Performance related pay cannot work for medical academic staff
Representatives of medical academic staff do not see how performance related pay can be applied to them and their medically qualified non-clinical staff in a way that will improve their performance. The BMA's Medical Academic Staff Committee has endorsed the association's campaign to oppose the introduction of performance related pay into the NHS. As well as a national conference on the subject (17 September, p 625) the BMA has organised several press conferences and encouraged members to write to their members of parliament.
An element of non-clinical staff pay is supposed to be performance related, but as MASC's chairman, Dr Colin Smith, pointed out the system failed because there was a finite pot. For any scheme to work there had to be flexibility. Dr Smith told the BMA's conference last month that for research staff the idea of performance related pay was to enhance research performance. But the number of grants had decreased and the amount of research that had got into prime journals had not increased. The money had gone to those who were already high performers. At the MASC meeting he said that there would be double jeopardy for medical academic staff. Since the university was their employer who would assess their clinical performance? If they performed well in one part of their work something else would be constrained and that would be teaching. Dr Smith said that some purchasers and providers were questioning the need for academic staff because many held merit awards.
One or two speakers at the MASC meeting suggested that merit awards were a form of performance related pay and that doctors could not oppose one without opposing both. To this argument Dr Smith pointed out that merit awards were the equivalent of promotion; they were not a year on year assessment of performance. To the suggestion that academic staff pay was determined to a large extent by the amount of income from grants, Dr Smith said that the salaries were still based on national scales and not related to performance.
Liberal Democrats want to remove competition from the NHS
A Liberal Democrat working party has prepared a discussion paper on the reforms in the NHS. The party will invite comments and then prepare a full policy paper for debate at a future conference.
Reiterating the party's support for a health service available to all on the basis of need the paper advocates the retention of the purchaser and provider split but wants to remove the element of price competition. It proposes the merger of district health authorities, family health services authorities, and local authority social service departments into single departments within democratically elected local authorities to plan and purchase the whole range of health and social provision.

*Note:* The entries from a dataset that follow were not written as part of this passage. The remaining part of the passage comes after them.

//! Configuration loader: parse, override, validate, select profile, interpolate.

use std::collections::BTreeMap;
use std::path::{Path, PathBuf};

use serde::{Deserialize, Serialize};
use serde_json::Value;

use crate::digest;
use crate::document::{scalar_to_string, Document, DocumentFormat};
use crate::error::{ConfigError, Result};
use crate::interpolate::{check_references, TokenTable};
use crate::obs::{
    emit_config_rejected, emit_config_resolved, emit_device_fallback, emit_document_loaded,
    ResolveSpan,
};
use crate::overrides::{apply_overrides, Override};
use crate::schema::{ConfigEnum, DatasetProfile, Device, ExperimentConfig, LoggingRunSpec};
use crate::validation::{validate_document, ValidatedDocument};
use crate::DEFAULT_DOCUMENT;

/// Source label of the built-in default document.
pub const EMBEDDED_SOURCE: &str = "<embedded>";

/// Source label of documents passed in as text.
pub const INLINE_SOURCE: &str = "<inline>";

/// Fully resolved experiment configuration.
///
/// Serializes flat: top-level fields and the selected profile's fields share
/// one namespace, with the substituted `logging` block alongside.
#[derive(Debug, Clone, Serialize, Deserialize, PartialEq)]
pub struct ResolvedConfig {
    #[serde(flatten)]
    pub experiment: ExperimentConfig,
    #[serde(flatten)]
    pub profile: DatasetProfile,
    pub logging: LoggingRunSpec,
}

impl ResolvedConfig {
    fn from_validated(validated: ValidatedDocument) -> Result<Self> {
        let ValidatedDocument {
            experiment,
            profile,
            logging,
        } = validated;

        let tokens = token_table(&experiment, &profile)?;
        let logging = LoggingRunSpec {
            run_dir: tokens.substitute("logging.run_dir", &logging.run_dir)?,
            filename: tokens.substitute("logging.filename", &logging.filename)?,
            ..logging
        };

        Ok(Self {
            experiment,
            profile,
            logging,
        })
    }

    /// Every resolved field in one flat map; `logging` fields are dotted.
    pub fn to_flat_map(&self) -> Result<BTreeMap<String, Value>> {
        let mut flat = BTreeMap::new();
        if let Value::Object(map) = to_json(self)? {
            for (key, value) in map {
                match value {
                    Value::Object(nested) => {
                        for (k, v) in nested {
                            flat.insert(format!("{key}.{k}"), v);
                        }
                    }
                    other => {
                        flat.insert(key, other);
                    }
                }
            }
        }
        Ok(flat)
    }

    /// SHA-256 of the canonical JSON form. Equal configs have equal fingerprints.
    pub fn fingerprint(&self) -> Result<String> {
        digest::fingerprint(&to_json(self)?)
    }

    pub fn run_dir(&self) -> PathBuf {
        PathBuf::from(&self.logging.run_dir)
    }

    pub fn log_file(&self) -> PathBuf {
        self.run_dir().join(&self.logging.filename)
    }

    /// Pretrained checkpoint location, e.g. `logs/SDIM_resnet_cifar10.pth`.
    pub fn checkpoint_path(&self) -> PathBuf {
        let e = &self.experiment;
        e.log_dir.join(format!(
            "{}_{}_{}.pth",
            e.model_type.as_str().to_uppercase(),
            e.classifier_name,
            e.dataset
        ))
    }

    /// Device to run on: CPU whenever no GPUs are configured.
    pub fn effective_device(&self) -> Device {
        if self.experiment.n_gpu == 0 {
            Device::Cpu
        } else {
            self.experiment.device
        }
    }
}

fn to_json<T: Serialize>(value: &T) -> Result<Value> {
    serde_json::to_value(value)
        .map_err(|e| ConfigError::invalid_value("<root>", format!("not representable as JSON: {e}")))
}

/// Substitutable names: every top-level scalar plus the selected profile's fields.
fn token_table(experiment: &ExperimentConfig, profile: &DatasetProfile) -> Result<TokenTable> {
    let mut tokens = TokenTable::new();
    for part in [to_json(experiment)?, to_json(profile)?] {
        if let Value::Object(map) = part {
            for (name, value) in &map {
                if let Some(text) = scalar_to_string(value) {
                    tokens.insert(name.as_str(), text);
                }
            }
        }
    }
    Ok(tokens)
}

/// Builder for one resolution.
///
/// ```no_run
/// use advexp_config::ConfigLoader;
///
/// let config = ConfigLoader::from_path("conf/attack.yaml")?
///     .with_overrides(["attack=pgd", "dataset=cifar100"])
///     .resolve()?;
/// assert_eq!(config.logging.run_dir, "attack_logs/pgd/cifar100");
/// # Ok::<(), advexp_config::ConfigError>(())
/// ```
#[derive(Debug, Clone)]
pub struct ConfigLoader {
    source_name: String,
    format: DocumentFormat,
    text: String,
    overrides: Vec<String>,
}

impl ConfigLoader {
    /// Loader over in-memory text.
    pub fn from_text(text: impl Into<String>, format: DocumentFormat) -> Self {
        Self {
            source_name: INLINE_SOURCE.to_string(),
            format,
            text: text.into(),
            overrides: Vec::new(),
        }
    }

    /// Loader over the built-in default experiment document.
    pub fn embedded_default() -> Self {
        Self::from_text(DEFAULT_DOCUMENT, DocumentFormat::Yaml).with_source_name(EMBEDDED_SOURCE)
    }

    /// Read a document from disk; the format follows the file extension.
    pub fn from_path(path: impl AsRef<Path>) -> Result<Self> {
        let path = path.as_ref();
        let text = std::fs::read_to_string(path).map_err(|source| ConfigError::Io {
            path: path.to_path_buf(),
            source,
        })?;
        Ok(Self::from_text(text, DocumentFormat::from_path(path))
            .with_source_name(path.display().to_string()))
    }

    pub fn with_source_name(mut self, name: impl Into<String>) -> Self {
        self.source_name = name.into();
        self
    }

    /// Force a format regardless of the file extension.
    pub fn with_format(mut self, format: DocumentFormat) -> Self {
        self.format = format;
        self
    }

    /// Append one override; later overrides win.
    pub fn with_override(mut self, text: impl Into<String>) -> Self {
        self.overrides.push(text.into());
        self
    }

    pub fn with_overrides<I, S>(mut self, overrides: I) -> Self
    where
        I: IntoIterator<Item = S>,
        S: Into<String>,
    {
        self.overrides.extend(overrides.into_iter().map(Into::into));
        self
    }

    pub fn source_name(&self) -> &str {
        &self.source_name
    }

    pub fn format(&self) -> DocumentFormat {
        self.format
    }

    /// Parse the document and apply overrides, without validating.
    pub fn merged_document(&self) -> Result<Document> {
        let mut doc = Document::parse(&self.source_name, &self.text, self.format)?;
        emit_document_loaded(&self.source_name, self.format, doc.root().len());

        let overrides = self
            .overrides
            .iter()
            .map(|text| Override::parse(text))
            .collect::<Result<Vec<_>>>()?;
        apply_overrides(&mut doc, &overrides)?;
        Ok(doc)
    }

    /// Run the whole pipeline.
    ///
    /// # Errors
    ///
    /// Any [`ConfigError`]; the first failure aborts resolution.
    pub fn resolve(&self) -> Result<ResolvedConfig> {
        let _span = ResolveSpan::enter(&self.source_name);
        let result = self.resolve_inner();
        if let Err(err) = &result {
            emit_config_rejected(&self.source_name, err);
        }
        result
    }

    fn resolve_inner(&self) -> Result<ResolvedConfig> {
        let doc = self.merged_document()?;
        check_references(&doc)?;
        let validated = validate_document(&doc)?;
        let resolved = ResolvedConfig::from_validated(validated)?;

        let e = &resolved.experiment;
        if e.device == Device::Cuda && e.n_gpu == 0 {
            emit_device_fallback(e.device.as_str(), e.n_gpu);
        }
        emit_config_resolved(
            e.dataset.as_str(),
            e.attack.as_str(),
            &resolved.logging.run_dir,
            &resolved.fingerprint()?,
        );
        Ok(resolved)
    }
}

/// Resolve `text` with `overrides` applied in order.
pub fn resolve<S: AsRef<str>>(
    text: &str,
    format: DocumentFormat,
    overrides: &[S],
) -> Result<ResolvedConfig> {
    ConfigLoader::from_text(text, format)
        .with_overrides(overrides.iter().map(|s| s.as_ref().to_string()))
        .resolve()
}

NHS trusts would be retained as providers and there would be a common base for allocating funds to all general practitioners whether they manage the funds themselves or as part of locally based consortiums or whether they ask local authorities to manage the funds on their behalf.
The party sets out several options for health service funding, all of which it believes would allow the public to be directly consulted over the level of expenditure. The paper commits the party to funding the present level of NHS expenditure (in real terms) out of general taxation but to earmarking a new tax to pay for real increases in NHS spending. It suggests that a proportion of excise duties from tobacco should be assigned for health promotion. It proposes the abolition of charges for eye and dental check ups.
The discussion paper supports the recommendations of the Calman report on medical education and training and calls for a reduction in junior doctors' hours through a greater use of skill mix and more use of nurse practitioners.